The puzzle games in your list have no equal though. The NES is pretty light on puzzle / adventure games, though it did receive really nice ports of the MacVenture games (Deja Vu, Uninvited, Shadowgate) as well as Maniac Mansion, and it has a couple of unique ones with Nightshade and Solstice that blend in a bit of action while remaining primarily adventure games.

A large part of this is because the latency on modern TVs can be anywhere between 4.7ms and 150ms so games have to allow for a lot of slack in their input.

The NES and SNES had 1-3 frames of latency depending on the game.

  • Don't modern TV's come with a game mode to reduce this latency (turns off any kinds of image processing)?

    I have a 12 year old Samsung LCD monitor that is advertised as 2.5ms

Oh they absolutely do - you just might be unfamiliar with them. I grew up playing Ninja Gaiden, Megaman, etc. There's definitely an audience for 2D games with extremely tight controls. Off the top of my head:

- Shovel Knight

- Spelunky 1/2

- Rogue Legacy

- Cuphead

Dark Souls and Hollow Knight were among the listed titles, come on.
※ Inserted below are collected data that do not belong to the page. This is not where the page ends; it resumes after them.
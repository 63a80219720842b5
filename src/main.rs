use clap::Parser;
use copilot_chat::backend::{RealtimeClient, SupabaseClient};
use copilot_chat::core::config;
use copilot_chat::core::session::SessionFile;
use copilot_chat::dispatch::Services;
use copilot_chat::inference::GeminiProvider;
use simplelog::{ConfigBuilder, LevelFilter, WriteLogger};
use std::fs::File;
use std::process::ExitCode;
use std::sync::Arc;

#[derive(Parser)]
#[command(name = "copilot-chat", about = "Terminal chat with an AI writing copilot")]
struct Args {
    /// Screen to open first, as a path (`/`, `/login`, `/chat`, ...)
    #[arg(short, long)]
    route: Option<String>,

    /// Log file verbosity
    #[arg(long, default_value_t = LevelFilter::Debug)]
    log_level: LevelFilter,
}

#[tokio::main]
async fn main() -> ExitCode {
    let args = Args::parse();
    dotenv::dotenv().ok();

    // File logger: the terminal belongs to the UI
    let log_config = ConfigBuilder::new().set_time_format_rfc3339().build();
    if let Ok(log_file) = File::create("copilot-chat.log") {
        let _ = WriteLogger::init(args.log_level, log_config, log_file);
    }

    let resolved = match config::load_config()
        .and_then(|config| config::resolve(&config, args.route.as_deref()))
    {
        Ok(resolved) => resolved,
        Err(e) => {
            log::error!("Configuration error: {}", e);
            eprintln!("copilot-chat: {e}");
            return ExitCode::FAILURE;
        }
    };
    log::info!(
        "Copilot Chat starting against {} (start route {})",
        resolved.backend_url,
        resolved.start_route.path()
    );

    let http = reqwest::Client::builder()
        .timeout(resolved.request_timeout)
        .build()
        .unwrap_or_else(|e| {
            log::warn!("Falling back to a default HTTP client: {}", e);
            reqwest::Client::new()
        });
    let supabase = Arc::new(SupabaseClient::with_http(
        resolved.backend_url.clone(),
        resolved.anon_key.clone(),
        http,
    ));
    let feed = match RealtimeClient::new(&resolved.backend_url, &resolved.anon_key) {
        Ok(feed) => Arc::new(feed),
        Err(e) => {
            eprintln!("copilot-chat: invalid backend url: {e}");
            return ExitCode::FAILURE;
        }
    };
    let copilot = match GeminiProvider::new(
        resolved.copilot_api_key.clone(),
        resolved.copilot_base_url.clone(),
        resolved.copilot_model.clone(),
        resolved.request_timeout,
    ) {
        Ok(provider) => Arc::new(provider),
        Err(e) => {
            eprintln!("copilot-chat: {e} (set GEMINI_API_KEY or [copilot] base_url)");
            return ExitCode::FAILURE;
        }
    };

    let services = Services {
        auth: supabase.clone(),
        store: supabase,
        feed,
        copilot,
        session_file: SessionFile::default_location(),
    };

    match copilot_chat::tui::run(&resolved, services) {
        Ok(()) => ExitCode::SUCCESS,
        Err(e) => {
            log::error!("Terminal error: {}", e);
            eprintln!("copilot-chat: {e}");
            ExitCode::FAILURE
        }
    }
}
  • Those may be difficult games but they don't have the twitchiness of a game like Super Mario Bros. They're on the order of 1/4s to 1/2s maneuvering (with great anticipation) whereas SMB is loaded with 1 frame tricks (1/60s). It's an order of magnitude difference.

    • This still feels like a lack of knowledge on the medium, and a bit of faffery around the meaning of "twitchiness". There are still a ton of momentum platformers being made, UFO 50 alone has like 5 included. Even ones with full on mechanical restrictions, such as Yelow Taxi Goes Vroom, which tried hard to go the opposite way, and has has no conventional jump button to preserve momentum with, it's almost entirely about precision setup and aerial readjustment.

    • Huh? 1 frame tricks are the top shelf of speedrunning moves, definitely breaking how the games are designed to be played by orders of magnitudes.

      Speedrunners use 1 frame tricks in more modern games as well. It is considered extremely hard even amongst the already insane speedrunning community, no matter whether the game is SMB, Odyssey, or anything recent.

      2 replies →

NES games are pretty darn slow and not very twitchy at all compared to something like Super Meat Boy. I’m not into the genre too much but I know there are quite a few more of them. And Street Fighter still requires very exact frame execution if you want to take it to the extreme.

I’m as nostalgic as anyone, but games today are just so much better in every way.